Digging Silicon Valley's roots: some Homebrew Computer Club & other newsletters online
By - January 26, 2005
While Tom and Candida are out digging up the latest Silicon Valley news live, up close, and personal, let's take a trip down Silicon Valley's Memory Lane and check out the collection of Homebrew Computer Club Newsletters (and more) at the online DigiBarn Computer Museum.
Among other firsts, the Homebrew Computer Club is where Apple Computer co-founder Steve Wozniak showed off his first personal computer designs and prototypes in the mid 1970s. The newsletters are typewritten (remember typewriters?) and contain charming pencil illustrations - a fun and funky contrast to today's slick marketing materials.

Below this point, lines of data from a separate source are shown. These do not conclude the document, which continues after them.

//! Response classification
//!
//! Every transport response ends up as exactly one of: success, HTTP error,
//! parse error, or API error.

use serde::de::DeserializeOwned;
use serde_json::Value;
use std::collections::HashMap;
use tracing::warn;

use crate::config::ParseFailurePolicy;
use crate::error::{CallError, CallResult};
use crate::transport::HttpResponse;

/// Stand-in for an empty error response body
pub const NO_BODY: &str = "no body";

/// Body of a successful call
#[derive(Debug, Clone, PartialEq)]
pub enum ResponseBody {
    /// Parsed JSON document
    Json(Value),
    /// Raw text, kept because it was not JSON and the gateway passes it through
    Raw(String),
}

/// Successful call outcome
#[derive(Debug, Clone, PartialEq)]
pub struct CallResponse {
    /// HTTP status
    pub status: u16,
    /// Response headers (lowercase names)
    pub headers: HashMap<String, String>,
    /// Response body
    pub body: ResponseBody,
}

impl CallResponse {
    /// Parsed JSON body, if the body was JSON
    pub fn json(&self) -> Option<&Value> {
        match &self.body {
            ResponseBody::Json(value) => Some(value),
            ResponseBody::Raw(_) => None,
        }
    }

    /// Take the parsed JSON body
    pub fn into_json(self) -> Option<Value> {
        match self.body {
            ResponseBody::Json(value) => Some(value),
            ResponseBody::Raw(_) => None,
        }
    }

    /// Look up a response header by name
    pub fn header(&self, name: &str) -> Option<&str> {
        self.headers
            .get(&name.to_ascii_lowercase())
            .map(String::as_str)
    }

    /// Deserialize the JSON body into a typed value
    pub fn decode<T: DeserializeOwned>(&self) -> CallResult<T> {
        match &self.body {
            ResponseBody::Json(value) => {
                serde_json::from_value(value.clone()).map_err(|e| CallError::Parse {
                    message: e.to_string(),
                    raw: value.to_string(),
                })
            }
            ResponseBody::Raw(raw) => Err(CallError::Parse {
                message: "response body is not JSON".to_string(),
                raw: raw.clone(),
            }),
        }
    }
}

/// Turn a transport response into a call outcome
pub(crate) fn classify(response: HttpResponse, policy: ParseFailurePolicy) -> CallResult<CallResponse> {
    let HttpResponse {
        status,
        headers,
        body,
    } = response;

    if !(200..300).contains(&status) {
        let body = if body.is_empty() {
            NO_BODY.to_string()
        } else {
            body
        };
        return Err(CallError::Http { status, body });
    }

    let value: Value = match serde_json::from_str(&body) {
        Ok(value) => value,
        Err(e) => {
            return match policy {
                ParseFailurePolicy::Fail => Err(CallError::Parse {
                    message: e.to_string(),
                    raw: body,
                }),
                ParseFailurePolicy::Passthrough => {
                    warn!(status, "non-JSON success body passed through");
                    Ok(CallResponse {
                        status,
                        headers,
                        body: ResponseBody::Raw(body),
                    })
                }
            };
        }
    };

    if let Some(reason) = api_error_reason(&value) {
        return Err(CallError::Api { reason });
    }

    Ok(CallResponse {
        status,
        headers,
        body: ResponseBody::Json(value),
    })
}

/// Extract the failure reason from an application-level error body
///
/// Bitstamp signals these as `{"status": "error", "reason": ...}` or with a
/// top-level `error` field, both over HTTP 200.
fn api_error_reason(value: &Value) -> Option<String> {
    let object = value.as_object()?;
    let status_error = object.get("status").and_then(Value::as_str) == Some("error");
    let error_field = object.get("error").is_some_and(|v| !v.is_null());
    if !status_error && !error_field {
        return None;
    }

    let reason = ["reason", "message", "error"]
        .iter()
        .filter_map(|key| object.get(*key))
        .find(|v| !v.is_null())
        .map(render_reason)
        .unwrap_or_else(|| "unknown error".to_string());
    Some(reason)
}

fn render_reason(value: &Value) -> String {
    match value {
        Value::String(s) => s.clone(),
        other => other.to_string(),
    }
}

#[cfg(test)]
mod tests {
    use super::*;
    use serde_json::json;

    fn ok(body: &str) -> HttpResponse {
        HttpResponse::new(200, body)
    }

    #[test]
    fn test_success() {
        let response = classify(ok(r#"{"last":"100.0"}"#), ParseFailurePolicy::Fail).unwrap();
        assert_eq!(response.status, 200);
        assert_eq!(response.json(), Some(&json!({"last": "100.0"})));
    }

    #[test]
    fn test_api_error_over_200() {
        let err = classify(
            ok(r#"{"status":"error","reason":"x"}"#),
            ParseFailurePolicy::Fail,
        )
        .unwrap_err();
        assert!(matches!(err, CallError::Api { ref reason } if reason == "x"));
    }

    #[test]
    fn test_api_error_field() {
        let err = classify(ok(r#"{"error":"Invalid nonce"}"#), ParseFailurePolicy::Fail).unwrap_err();
        assert!(matches!(err, CallError::Api { ref reason } if reason == "Invalid nonce"));

        // Structured reasons are rendered as JSON
        let err = classify(
            ok(r#"{"status":"error","reason":{"__all__":["Not enough money"]}}"#),
            ParseFailurePolicy::Fail,
        )
        .unwrap_err();
        assert!(matches!(err, CallError::Api { ref reason } if reason.contains("Not enough money")));
    }

    #[test]
    fn test_null_error_is_success() {
        let response = classify(ok(r#"{"error":null,"id":"1"}"#), ParseFailurePolicy::Fail).unwrap();
        assert!(response.json().is_some());
    }

    #[test]
    fn test_http_error_keeps_body() {
        let err = classify(HttpResponse::new(401, "denied"), ParseFailurePolicy::Fail).unwrap_err();
        assert!(matches!(err, CallError::Http { status: 401, ref body } if body == "denied"));
    }

    #[test]
    fn test_http_error_without_body() {
        let err = classify(HttpResponse::new(502, ""), ParseFailurePolicy::Fail).unwrap_err();
        assert!(matches!(err, CallError::Http { status: 502, ref body } if body == NO_BODY));
    }

    #[test]
    fn test_parse_failure_policies() {
        let err = classify(ok("<html>"), ParseFailurePolicy::Fail).unwrap_err();
        assert!(matches!(err, CallError::Parse { ref raw, .. } if raw == "<html>"));

        let response = classify(ok("<html>"), ParseFailurePolicy::Passthrough).unwrap();
        assert_eq!(response.body, ResponseBody::Raw("<html>".to_string()));
        assert!(response.decode::<Value>().is_err());
    }

    #[test]
    fn test_arrays_are_not_api_errors() {
        let response = classify(ok(r#"[{"id":1}]"#), ParseFailurePolicy::Fail).unwrap();
        assert_eq!(response.json(), Some(&json!([{"id": 1}])));
    }
}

The DigiBarn site also has newsletters from People's Computer Company, a non-profit foundation based in Menlo Park, California. The PCC newsletter morphed into Dr. Dobb's Journal of Computer Calisthenics & Orthodontia, with the tag line "running light without overbyte". (On a personal note, DDJ is where I began my career in technology business publishing, in the very early 1980s - but this old codger will refrain from telling any bedtime stories of the Golden Age of Microcomputing right this minute.)
The site also offers some images from Ted Nelson's groundbreaking 1974 book, Computer Lib. Nelson is a true cyberculture pioneer, credited as the inventor of the hypertext concept which he first published in 1963. DigiBarn links to Nelson's legendary Project Xanadu, described at the Project Xanadu History page as "the explicit inspiration for the World Wide Web (see Tim Berners-Lee's original proposal for the World Wide Web), for Lotus Notes (as freely acknowledged by its creator, Ray Ozzie) and for HyperCard (acknowledged by its developer, Bill Atkinson); as well as less-well-known systems, including Microcosm and Hyperwave."
Links:
Homebrew Computer Club Newsletters (at DigiBarn Computer Museum)
People's Computer Company & People's Computers Newsletters
Computer Lib/Dream Machines Retrospective
The History and Philosophy of Doctor Dobb's Journal
Thanks to Boing Boing for the heads-up
What's the story? Doug Millison also edits OnlineJournalist.org, "on a need-to-know basis"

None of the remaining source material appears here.